TASK ITEM
Please set down the records exactly, keeping every line.

THE DATA
========

//! Integration tests for error handling
//!
//! Dispatch must turn every fault into a tagged error record and leave
//! the session usable. No input line may panic or poison later
//! dispatches.

use std::path::Path;

use micashell::{Config, OutputTag, Session};
use tempfile::TempDir;

#[cfg(test)]
mod error_handling_tests {
    use super::*;

    fn session_in(dir: &Path) -> Session {
        let mut config = Config::default();
        config.shell.startup_directory = Some(dir.to_path_buf());
        Session::with_config(config).unwrap()
    }

    /// Dispatch a line and return the single record after the input echo,
    /// asserting it carries the error tag
    fn error_text(session: &mut Session, line: &str) -> String {
        let outcome = session.dispatch(line);
        assert_eq!(
            outcome.records.len(),
            2,
            "expected exactly one record after the echo for {:?}",
            line
        );
        let record = &outcome.records[1];
        assert_eq!(record.tag, OutputTag::Error, "for {:?}", line);
        record.text.clone()
    }

    // ---- usage errors ----

    #[test]
    fn test_missing_argument_messages() {
        let temp = TempDir::new().unwrap();
        let mut session = session_in(temp.path());

        let cases = [
            ("mkdir", "mkdir requires a directory name"),
            ("touch", "touch requires a file name"),
            ("rm", "rm requires a file or directory name"),
            ("rm -rf", "rm requires a file or directory name"),
            ("cp", "cp requires source and destination"),
            ("cp lonely.txt", "cp requires source and destination"),
            ("mv", "mv requires source and destination"),
            ("mv lonely.txt", "mv requires source and destination"),
            ("cat", "cat requires a file name"),
            ("chmod", "chmod requires mode and file name"),
            ("chmod 755", "chmod requires mode and file name"),
            ("find", "find requires a search pattern"),
            ("grep", "grep requires a pattern and file name"),
            ("grep pattern", "grep requires a pattern and file name"),
            ("zip", "zip requires archive name and files"),
            ("zip bundle.zip", "zip requires archive name and files"),
            ("unzip", "unzip requires archive name"),
        ];

        for (line, expected) in cases {
            assert_eq!(error_text(&mut session, line), expected);
        }
    }

    #[test]
    fn test_usage_errors_are_aliased_too() {
        let temp = TempDir::new().unwrap();
        let mut session = session_in(temp.path());

        // Alias resolves to the same handler, so the same message
        assert_eq!(error_text(&mut session, "del"), "rm requires a file or directory name");
        assert_eq!(error_text(&mut session, "compress"), "zip requires archive name and files");
    }

    // ---- path errors ----

    #[test]
    fn test_cd_to_missing_directory() {
        let temp = TempDir::new().unwrap();
        let mut session = session_in(temp.path());

        let text = error_text(&mut session, "cd nowhere");

        assert_eq!(
            text,
            format!("Directory not found: {}", temp.path().join("nowhere").display())
        );
        assert_eq!(session.current_dir(), temp.path());
    }

    #[test]
    fn test_cd_onto_a_file() {
        let temp = TempDir::new().unwrap();
        std::fs::write(temp.path().join("plain.txt"), "x").unwrap();
        let mut session = session_in(temp.path());

        let text = error_text(&mut session, "cd plain.txt");

        assert!(text.starts_with("Not a directory: "));
    }

    #[test]
    fn test_cat_on_directory_and_on_missing_file() {
        let temp = TempDir::new().unwrap();
        std::fs::create_dir(temp.path().join("sub")).unwrap();
        let mut session = session_in(temp.path());

        assert!(error_text(&mut session, "cat sub").starts_with("Not a file: "));
        assert!(error_text(&mut session, "cat ghost.txt").starts_with("Not a file: "));
    }

    #[test]
    fn test_ls_of_missing_path() {
        let temp = TempDir::new().unwrap();
        let mut session = session_in(temp.path());

        let text = error_text(&mut session, "ls nope");

        assert_eq!(
            text,
            format!("No such file or directory: {}", temp.path().join("nope").display())
        );
    }

    #[test]
    fn test_rm_missing_target_without_force() {
        let temp = TempDir::new().unwrap();
        let mut session = session_in(temp.path());

        let text = error_text(&mut session, "rm ghost.txt");

        assert!(text.starts_with("No such file or directory: "));
    }

    #[test]
    fn test_grep_on_missing_file() {
        let temp = TempDir::new().unwrap();
        let mut session = session_in(temp.path());

        let text = error_text(&mut session, "grep pattern ghost.txt");

        assert!(text.starts_with("No such file or directory: "));
    }

    #[test]
    fn test_chmod_on_missing_file() {
        let temp = TempDir::new().unwrap();
        let mut session = session_in(temp.path());

        let text = error_text(&mut session, "chmod 644 ghost.txt");

        assert!(text.starts_with("No such file or directory: "));
    }

    // ---- malformed input errors ----

    #[test]
    fn test_grep_with_invalid_regex() {
        let temp = TempDir::new().unwrap();
        std::fs::write(temp.path().join("log.txt"), "text\n").unwrap();
        let mut session = session_in(temp.path());

        let text = error_text(&mut session, "grep [unclosed log.txt");

        assert!(text.starts_with("Invalid pattern: "));
    }

    #[test]
    fn test_find_with_invalid_regex() {
        let temp = TempDir::new().unwrap();
        let mut session = session_in(temp.path());

        let text = error_text(&mut session, "find [unclosed");

        assert!(text.starts_with("Invalid pattern: "));
    }

    #[test]
    fn test_chmod_with_non_octal_mode() {
        let temp = TempDir::new().unwrap();
        std::fs::write(temp.path().join("f.txt"), "x").unwrap();
        let mut session = session_in(temp.path());

        let text = error_text(&mut session, "chmod banana f.txt");

        assert_eq!(text, "Error changing permissions: invalid octal mode 'banana'");
    }

    #[test]
    fn test_unzip_of_non_archive() {
        let temp = TempDir::new().unwrap();
        std::fs::write(temp.path().join("fake.zip"), "not a zip").unwrap();
        let mut session = session_in(temp.path());

        let text = error_text(&mut session, "unzip fake.zip");

        assert!(text.starts_with("Error extracting zip archive: "));
    }

    #[test]
    fn test_recall_index_beyond_usize() {
        let temp = TempDir::new().unwrap();
        let mut session = session_in(temp.path());

        let text = error_text(&mut session, "!99999999999999999999999999");

        assert_eq!(text, "Invalid history index: 99999999999999999999999999");
    }

    // ---- containment ----

    #[test]
    fn test_failures_leave_later_dispatches_working() {
        let temp = TempDir::new().unwrap();
        let mut session = session_in(temp.path());

        session.dispatch("cd nowhere");
        session.dispatch("cat ghost.txt");
        session.dispatch("grep [bad pattern.txt");

        let outcome = session.dispatch("pwd");
        assert_eq!(outcome.records[1].text, temp.path().display().to_string());
        assert_eq!(session.history().len(), 4);
    }

    #[test]
    fn test_hostile_input_never_panics() {
        let temp = TempDir::new().unwrap();
        let mut session = session_in(temp.path());

        let lines = [
            "",
            "   ",
            "\t\t",
            "\"",
            "'",
            "\"\"",
            "''",
            "!",
            "!!",
            "!-1",
            "! 5",
            "!0x10",
            "cat \"",
            "rm -",
            "cp - - -",
            "echo \u{0}",
            "echo 🦀 crab",
            "ls\u{00a0}nbsp",
        ];

        for line in lines {
            session.dispatch(line);
        }
        let long_line = format!("echo {}", "a".repeat(10_000));
        session.dispatch(&long_line);

        let outcome = session.dispatch("pwd");
        assert_eq!(outcome.records[1].text, temp.path().display().to_string());
    }

    #[test]
    fn test_error_lines_stay_recallable() {
        let temp = TempDir::new().unwrap();
        let mut session = session_in(temp.path());

        session.dispatch("cat typo.txt");

        let outcome = session.dispatch("!0");
        assert_eq!(
            outcome.action,
            Some(micashell::SessionAction::Recall("cat typo.txt".to_string()))
        );
    }
}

========

WRITTEN SOLUTION
//! Integration tests for error handling
//!
//! Dispatch must turn every fault into a tagged error record and leave
//! the session usable. No input line may panic or poison later
//! dispatches.

use std::path::Path;

use micashell::{Config, OutputTag, Session};
use tempfile::TempDir;

#[cfg(test)]
mod error_handling_tests {
    use super::*;

    fn session_in(dir: &Path) -> Session {
        let mut config = Config::default();
        config.shell.startup_directory = Some(dir.to_path_buf());
        Session::with_config(config).unwrap()
    }

    /// Dispatch a line and return the single record after the input echo,
    /// asserting it carries the error tag
    fn error_text(session: &mut Session, line: &str) -> String {
        let outcome = session.dispatch(line);
        assert_eq!(
            outcome.records.len(),
            2,
            "expected exactly one record after the echo for {:?}",
            line
        );
        let record = &outcome.records[1];
        assert_eq!(record.tag, OutputTag::Error, "for {:?}", line);
        record.text.clone()
    }

    // ---- usage errors ----

    #[test]
    fn test_missing_argument_messages() {
        let temp = TempDir::new().unwrap();
        let mut session = session_in(temp.path());

        let cases = [
            ("mkdir", "mkdir requires a directory name"),
            ("touch", "touch requires a file name"),
            ("rm", "rm requires a file or directory name"),
            ("rm -rf", "rm requires a file or directory name"),
            ("cp", "cp requires source and destination"),
            ("cp lonely.txt", "cp requires source and destination"),
            ("mv", "mv requires source and destination"),
            ("mv lonely.txt", "mv requires source and destination"),
            ("cat", "cat requires a file name"),
            ("chmod", "chmod requires mode and file name"),
            ("chmod 755", "chmod requires mode and file name"),
            ("find", "find requires a search pattern"),
            ("grep", "grep requires a pattern and file name"),
            ("grep pattern", "grep requires a pattern and file name"),
            ("zip", "zip requires archive name and files"),
            ("zip bundle.zip", "zip requires archive name and files"),
            ("unzip", "unzip requires archive name"),
        ];

        for (line, expected) in cases {
            assert_eq!(error_text(&mut session, line), expected);
        }
    }

    #[test]
    fn test_usage_errors_are_aliased_too() {
        let temp = TempDir::new().unwrap();
        let mut session = session_in(temp.path());

        // Alias resolves to the same handler, so the same message
        assert_eq!(error_text(&mut session, "del"), "rm requires a file or directory name");
        assert_eq!(error_text(&mut session, "compress"), "zip requires archive name and files");
    }

    // ---- path errors ----

    #[test]
    fn test_cd_to_missing_directory() {
        let temp = TempDir::new().unwrap();
        let mut session = session_in(temp.path());

        let text = error_text(&mut session, "cd nowhere");

        assert_eq!(
            text,
            format!("Directory not found: {}", temp.path().join("nowhere").display())
        );
        assert_eq!(session.current_dir(), temp.path());
    }

    #[test]
    fn test_cd_onto_a_file() {
        let temp = TempDir::new().unwrap();
        std::fs::write(temp.path().join("plain.txt"), "x").unwrap();
        let mut session = session_in(temp.path());

        let text = error_text(&mut session, "cd plain.txt");

        assert!(text.starts_with("Not a directory: "));
    }

    #[test]
    fn test_cat_on_directory_and_on_missing_file() {
        let temp = TempDir::new().unwrap();
        std::fs::create_dir(temp.path().join("sub")).unwrap();
        let mut session = session_in(temp.path());

        assert!(error_text(&mut session, "cat sub").starts_with("Not a file: "));
        assert!(error_text(&mut session, "cat ghost.txt").starts_with("Not a file: "));
    }

    #[test]
    fn test_ls_of_missing_path() {
        let temp = TempDir::new().unwrap();
        let mut session = session_in(temp.path());

        let text = error_text(&mut session, "ls nope");

        assert_eq!(
            text,
            format!("No such file or directory: {}", temp.path().join("nope").display())
        );
    }

    #[test]
    fn test_rm_missing_target_without_force() {
        let temp = TempDir::new().unwrap();
        let mut session = session_in(temp.path());

        let text = error_text(&mut session, "rm ghost.txt");

        assert!(text.starts_with("No such file or directory: "));
    }

    #[test]
    fn test_grep_on_missing_file() {
        let temp = TempDir::new().unwrap();
        let mut session = session_in(temp.path());

        let text = error_text(&mut session, "grep pattern ghost.txt");

        assert!(text.starts_with("No such file or directory: "));
    }

    #[test]
    fn test_chmod_on_missing_file() {
        let temp = TempDir::new().unwrap();
        let mut session = session_in(temp.path());

        let text = error_text(&mut session, "chmod 644 ghost.txt");

        assert!(text.starts_with("No such file or directory: "));
    }

    // ---- malformed input errors ----

    #[test]
    fn test_grep_with_invalid_regex() {
        let temp = TempDir::new().unwrap();
        std::fs::write(temp.path().join("log.txt"), "text\n").unwrap();
        let mut session = session_in(temp.path());

        let text = error_text(&mut session, "grep [unclosed log.txt");

        assert!(text.starts_with("Invalid pattern: "));
    }

    #[test]
    fn test_find_with_invalid_regex() {
        let temp = TempDir::new().unwrap();
        let mut session = session_in(temp.path());

        let text = error_text(&mut session, "find [unclosed");

        assert!(text.starts_with("Invalid pattern: "));
    }

    #[test]
    fn test_chmod_with_non_octal_mode() {
        let temp = TempDir::new().unwrap();
        std::fs::write(temp.path().join("f.txt"), "x").unwrap();
        let mut session = session_in(temp.path());

        let text = error_text(&mut session, "chmod banana f.txt");

        assert_eq!(text, "Error changing permissions: invalid octal mode 'banana'");
    }

    #[test]
    fn test_unzip_of_non_archive() {
        let temp = TempDir::new().unwrap();
        std::fs::write(temp.path().join("fake.zip"), "not a zip").unwrap();
        let mut session = session_in(temp.path());

        let text = error_text(&mut session, "unzip fake.zip");

        assert!(text.starts_with("Error extracting zip archive: "));
    }

    #[test]
    fn test_recall_index_beyond_usize() {
        let temp = TempDir::new().unwrap();
        let mut session = session_in(temp.path());

        let text = error_text(&mut session, "!99999999999999999999999999");

        assert_eq!(text, "Invalid history index: 99999999999999999999999999");
    }

    // ---- containment ----

    #[test]
    fn test_failures_leave_later_dispatches_working() {
        let temp = TempDir::new().unwrap();
        let mut session = session_in(temp.path());

        session.dispatch("cd nowhere");
        session.dispatch("cat ghost.txt");
        session.dispatch("grep [bad pattern.txt");

        let outcome = session.dispatch("pwd");
        assert_eq!(outcome.records[1].text, temp.path().display().to_string());
        assert_eq!(session.history().len(), 4);
    }

    #[test]
    fn test_hostile_input_never_panics() {
        let temp = TempDir::new().unwrap();
        let mut session = session_in(temp.path());

        let lines = [
            "",
            "   ",
            "\t\t",
            "\"",
            "'",
            "\"\"",
            "''",
            "!",
            "!!",
            "!-1",
            "! 5",
            "!0x10",
            "cat \"",
            "rm -",
            "cp - - -",
            "echo \u{0}",
            "echo 🦀 crab",
            "ls\u{00a0}nbsp",
        ];

        for line in lines {
            session.dispatch(line);
        }
        let long_line = format!("echo {}", "a".repeat(10_000));
        session.dispatch(&long_line);

        let outcome = session.dispatch("pwd");
        assert_eq!(outcome.records[1].text, temp.path().display().to_string());
    }

    #[test]
    fn test_error_lines_stay_recallable() {
        let temp = TempDir::new().unwrap();
        let mut session = session_in(temp.path());

        session.dispatch("cat typo.txt");

        let outcome = session.dispatch("!0");
        assert_eq!(
            outcome.action,
            Some(micashell::SessionAction::Recall("cat typo.txt".to_string()))
        );
    }
}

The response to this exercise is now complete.